> _INPUT MATERIAL_:
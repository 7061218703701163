use std::collections::BTreeMap;

use rollupdb_costs::CostResult;

use crate::{Hash, MerkleTreeError};

/// Storage abstraction for Merkle tree nodes, node reference counts and tree
/// metadata.
///
/// A missing key is `Ok(None)` (or a zero reference count), never an error.
pub trait TreeStore {
    /// Bytes stored under a node hash.
    fn get_node(&self, key: &Hash) -> CostResult<Option<Vec<u8>>, MerkleTreeError>;

    /// Number of live references to a stored node.
    fn get_ref_count(&self, key: &Hash) -> CostResult<u32, MerkleTreeError>;

    /// Metadata record stored under a tree name.
    fn get_meta(&self, name: &[u8]) -> CostResult<Option<Vec<u8>>, MerkleTreeError>;

    /// Apply every change in `batch` atomically.
    fn commit(&self, batch: TreeBatch) -> CostResult<(), MerkleTreeError>;
}

impl<S: TreeStore + ?Sized> TreeStore for &S {
    fn get_node(&self, key: &Hash) -> CostResult<Option<Vec<u8>>, MerkleTreeError> {
        (**self).get_node(key)
    }

    fn get_ref_count(&self, key: &Hash) -> CostResult<u32, MerkleTreeError> {
        (**self).get_ref_count(key)
    }

    fn get_meta(&self, name: &[u8]) -> CostResult<Option<Vec<u8>>, MerkleTreeError> {
        (**self).get_meta(name)
    }

    fn commit(&self, batch: TreeBatch) -> CostResult<(), MerkleTreeError> {
        (**self).commit(batch)
    }
}

/// Changes produced by one tree write.
///
/// `nodes` maps a hash to its new bytes or to `None` for a deletion;
/// a reference count of zero removes the count.
#[derive(Debug, Clone, Default, PartialEq, Eq)]
pub struct TreeBatch {
    /// Node writes and deletions.
    pub nodes: BTreeMap<Hash, Option<Vec<u8>>>,
    /// New reference counts.
    pub ref_counts: BTreeMap<Hash, u32>,
    /// Metadata records by tree name.
    pub meta: BTreeMap<Vec<u8>, Vec<u8>>,
}

impl TreeBatch {
    /// `true` if the batch changes nothing.
    pub fn is_empty(&self) -> bool {
        self.nodes.is_empty() && self.ref_counts.is_empty() && self.meta.is_empty()
    }

    /// Layer `other` on top of this batch; later changes win.
    pub fn merge(&mut self, other: TreeBatch) {
        self.nodes.extend(other.nodes);
        self.ref_counts.extend(other.ref_counts);
        self.meta.extend(other.meta);
    }
}
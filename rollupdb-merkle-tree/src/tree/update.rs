use rollupdb_costs::{
    CostResult, CostsExt, OperationCost, cost_return_on_error, cost_return_on_error_no_add,
};
use tracing::debug;

use super::MerkleTree;
use crate::{
    Hash, MerkleTreeError, TreeStore, hasher::TreeHasher, node::pair_bytes,
    working_set::WorkingSet,
};

impl<H: TreeHasher> MerkleTree<H> {
    /// Set the leaf at `index` to the hash of `value` and return the new root.
    ///
    /// Rewrites the path from the root down to the leaf, stores the new pair
    /// nodes, drops nodes no longer referenced and updates the metadata
    /// record, all in one committed batch.
    pub fn put<S: TreeStore>(
        &mut self,
        store: &S,
        index: u64,
        value: &[u8],
    ) -> CostResult<Hash, MerkleTreeError> {
        let mut cost = OperationCost::default();
        cost_return_on_error_no_add!(&cost, self.check_index(index));

        let leaf = self.hasher.hash_leaf(value);
        cost.hash_node_calls += 1;

        let mut ws = WorkingSet::new(store, &self.zero_hashes);
        let new_root = cost_return_on_error!(
            &mut cost,
            self.update_node(&mut ws, self.root, leaf, index, self.depth)
        );
        let batch = cost_return_on_error!(&mut cost, self.link_root(ws, new_root));
        let new_size = self.size.max(index + 1);
        cost_return_on_error!(&mut cost, self.commit(store, batch, new_root, new_size));

        debug!(
            tree = %self.display_name(),
            index,
            size = self.size,
            root = %hex::encode(new_root),
            "updated element"
        );
        Ok(new_root).wrap_with_cost(cost)
    }

    /// Replace the leaf below the node `root` at `height` and return the
    /// node's new hash. `index` is relative to the node.
    fn update_node<S: TreeStore>(
        &self,
        ws: &mut WorkingSet<'_, S>,
        root: Hash,
        leaf: Hash,
        index: u64,
        height: u32,
    ) -> CostResult<Hash, MerkleTreeError> {
        let mut cost = OperationCost::default();
        if height == 0 {
            return Ok(leaf).wrap_with_cost(cost);
        }

        let node = cost_return_on_error!(&mut cost, ws.load_node(&root, height));
        let (mut left, mut right) = ws.children(node, height);
        let child_index = index & ((1u64 << (height - 1)) - 1);
        if (index >> (height - 1)) & 1 == 1 {
            right = cost_return_on_error!(
                &mut cost,
                self.update_node(ws, right, leaf, child_index, height - 1)
            );
        } else {
            left = cost_return_on_error!(
                &mut cost,
                self.update_node(ws, left, leaf, child_index, height - 1)
            );
        }

        let new_root = self.hasher.compress(&left, &right);
        cost.hash_node_calls += 1;
        ws.stage(new_root, pair_bytes(&left, &right));
        Ok(new_root).wrap_with_cost(cost)
    }
}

> _TASK TO COMPLETE_:
From the start of the data to the line that holds "a node hash.", retype each line exactly, with both ends included.

> _WRITTEN ANSWER_:
repository 7061218703701163
use std::collections::BTreeMap;

use rollupdb_costs::CostResult;

use crate::{Hash, MerkleTreeError};

/// Storage abstraction for Merkle tree nodes, node reference counts and tree
/// metadata.
///
/// A missing key is `Ok(None)` (or a zero reference count), never an error.
pub trait TreeStore {
    /// Bytes stored under a node hash.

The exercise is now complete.